A Pervasive Cyber Threat
IT support that doesn’t include some cyber security provision pertaining to ransomware will lose a large quotient of the market. The vast majority of cyberattacks today come in the form of some ransomware iteration. Consider some statistics:
• In 2015 alone, 1 in 2 businesses fell victim to some cyberattack.
• As of 2016, nearly 50% of all businesses have been hit by some kind of ransomware attack.
Why Ransomware Is So Popular
If your MSP is going to choose one kind of cybercrime to protect against, ransomware makes a lot of sense. But why is this particular hack so pervasive? In a word: money. Cyber criminals are very knowledgeable of cloud computing technology, and have begun to utilize the cloud to advance their aims. When it comes to things like ransomware, what they’ll do is collect themselves in a group and conduct “phishing” scams which parley a kind of shotgun approach to hacking.
Basically, they’ll find a region known to be lax in its security measures or understanding— the American south, for example. The team of cyber criminals looks at an area and uses the Internet to collect websites. They’ll use a variety of professional tricks and programming hacks to obtain email lists. From these lists, they compile records of potential targets. The more, the better. From these targets, they’ll create email addresses that are of the “dummy” variety. An example would be if you had two friends named Mike Thompson and Bill Jacobs, then received an e-mail from Bill Thompson or Mike Jacobs.
The hackers understand many equate the two in their mind, and know enough people that they may not be able to tell who is who in the zoo, as the expression goes. Then an e-mail which is derived from a template is sent out. It has a greeting, or it might not. The basic message is: “I can’t believe you were in this video,” or “this social media post,” or “this picture.” There’s a link, then the target clicks the link, and if their computer doesn’t have the requisite anti-spam/anti-malware/anti-ransomware provisions, then the “virus” the hackers have designed is downloaded onto their desktop, computer network, server array, or what-have-you.
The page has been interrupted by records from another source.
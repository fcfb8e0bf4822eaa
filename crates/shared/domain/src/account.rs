//! Account domain entity.

use rust_decimal::Decimal;
use serde::{Deserialize, Serialize};

use crate::constants::is_valid_balance;
use crate::entity::{Entity, EntityId};
use crate::error::{DomainError, DomainResult};

/// Account domain entity.
///
/// Holds a non-negative balance. Fields are private: the only way to obtain
/// an `Account` is [`Account::create`], and every balance mutation
/// re-validates before it is applied.
#[derive(Debug, Clone, PartialEq, Eq)]
pub struct Account {
    id: EntityId,
    balance: Decimal,
}

/// Account creation parameters
#[derive(Debug, Clone, Default, Deserialize)]
pub struct CreateAccount {
    /// Existing id (generated when absent)
    pub id: Option<EntityId>,
    /// Opening balance (must be >= 0)
    pub balance: Decimal,
}

/// Plain projection of an account (safe to store or return to clients)
#[derive(Debug, Clone, PartialEq, Eq, Serialize, Deserialize)]
#[cfg_attr(feature = "openapi", derive(utoipa::ToSchema))]
pub struct AccountProps {
    /// Account identifier
    pub id: EntityId,
    /// Current balance
    pub balance: Decimal,
}

impl Account {
    /// Validating factory
    pub fn create(params: CreateAccount) -> DomainResult<Self> {
        if !is_valid_balance(params.balance) {
            return Err(DomainError::InvalidBalance(params.balance));
        }

        Ok(Self {
            id: EntityId::or_generate(params.id),
            balance: params.balance,
        })
    }

    pub fn balance(&self) -> Decimal {
        self.balance
    }

    /// Add `amount` to the balance
    pub fn deposit(&mut self, amount: Decimal) -> DomainResult<Decimal> {
        if amount < Decimal::ZERO {
            return Err(DomainError::InvalidAmount(amount));
        }
        self.apply(self.balance + amount)
    }

    /// Remove `amount` from the balance, refusing to overdraw
    pub fn withdraw(&mut self, amount: Decimal) -> DomainResult<Decimal> {
        if amount < Decimal::ZERO {
            return Err(DomainError::InvalidAmount(amount));
        }
        self.apply(self.balance - amount)
    }

    fn apply(&mut self, balance: Decimal) -> DomainResult<Decimal> {
        if !is_valid_balance(balance) {
            return Err(DomainError::InvalidBalance(balance));
        }
        self.balance = balance;
        Ok(balance)
    }

    /// Project into plain props
    pub fn marshal(&self) -> AccountProps {
        AccountProps {
            id: self.id.clone(),
            balance: self.balance,
        }
    }
}

impl Entity for Account {
    fn id(&self) -> &EntityId {
        &self.id
    }
}

impl TryFrom<AccountProps> for Account {
    type Error = DomainError;

    fn try_from(props: AccountProps) -> DomainResult<Self> {
        Account::create(CreateAccount {
            id: Some(props.id),
            balance: props.balance,
        })
    }
}

impl From<&Account> for AccountProps {
    fn from(account: &Account) -> Self {
        account.marshal()
    }
}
Now a hacker team who targets a thousand people is likely to get a handful of “bites.” If they can extort 10 companies for $5k using ransomware, which tells targets unless they pay a fee, all their files will be deleted, then that cybercrime team makes $50k. Four such attacks like that in a month yield $200k. If there are four people on the team, that’s $50k per month per hacker.
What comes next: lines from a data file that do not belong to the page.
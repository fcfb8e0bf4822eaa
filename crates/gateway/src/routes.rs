//! Route configuration.

use axum::{middleware, routing::get, Json, Router};
use utoipa::OpenApi;

use crate::handlers::{health_routes, user_routes};
use crate::middleware::auth_middleware;
use crate::openapi::ApiDoc;
use crate::state::AppState;

/// Create the main router with all routes.
pub fn create_router(state: AppState) -> Router {
    Router::new()
        // Health check (no auth)
        .nest("/health", health_routes())
        // OpenAPI document
        .route("/api-docs/openapi.json", get(|| async { Json(ApiDoc::openapi()) }))
        // User routes (auth required)
        .nest(
            "/users",
            user_routes().route_layer(middleware::from_fn_with_state(
                state.clone(),
                auth_middleware,
            )),
        )
        .with_state(state)
}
Even if overhead is $10k per throughout the month, that’s still a $40k profit. All that money is tax-free, provided the hackers know how to launder it correctly and don’t get caught. Even if that costs an additional $10k to do in a month, that’s still an individual profit of $30k per individual in a month. You see the advantage? Through such programs, hackers can make $360,000 per person in a year. Why wouldn’t they use ransomware to target small businesses that are ignorant? IT support solutions need to have ransomware protections included, or clients will be essentially left wide open. Hackers are smart and continuously trying to source ways to get past protections, which predicates proactive support, continuous monitoring, and automatic backup where possible.
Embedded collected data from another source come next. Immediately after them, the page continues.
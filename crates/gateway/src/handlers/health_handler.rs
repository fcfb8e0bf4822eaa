//! Health check handlers.

use axum::{extract::State, response::Json, routing::get, Router};
use serde::Serialize;

use crate::state::AppState;

/// Health check response.
#[derive(Debug, Serialize)]
pub struct HealthResponse {
    pub status: String,
    /// Collections the store was initialized with
    pub collections: Vec<String>,
}

/// Create health routes.
pub fn health_routes() -> Router<AppState> {
    Router::new().route("/", get(health_check))
}

/// Health check endpoint - reports the store layout.
pub async fn health_check(State(state): State<AppState>) -> Json<HealthResponse> {
    Json(HealthResponse {
        status: "healthy".to_string(),
        collections: state.store.collections(),
    })
}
The best way to protect against ransomware is through BDR solutions. Backup and data recovery sourced via the cloud can automatically save files at regular intervals. Backup can be continuous, hourly, twice a day, twice a week, twice a month— whatever works the best. You’ll want to have backup parameters set up to maintain records and data for clients at least several months back. The wiser hackers will get targets to download ransomware (then sit on it a month or two), that way when they hold them for ransom, they can keep doing so even after systems have been rebooted from records stretching back for months. IT support must account for ransomware— find ways your MSP can help prevent this continuously developing scourge.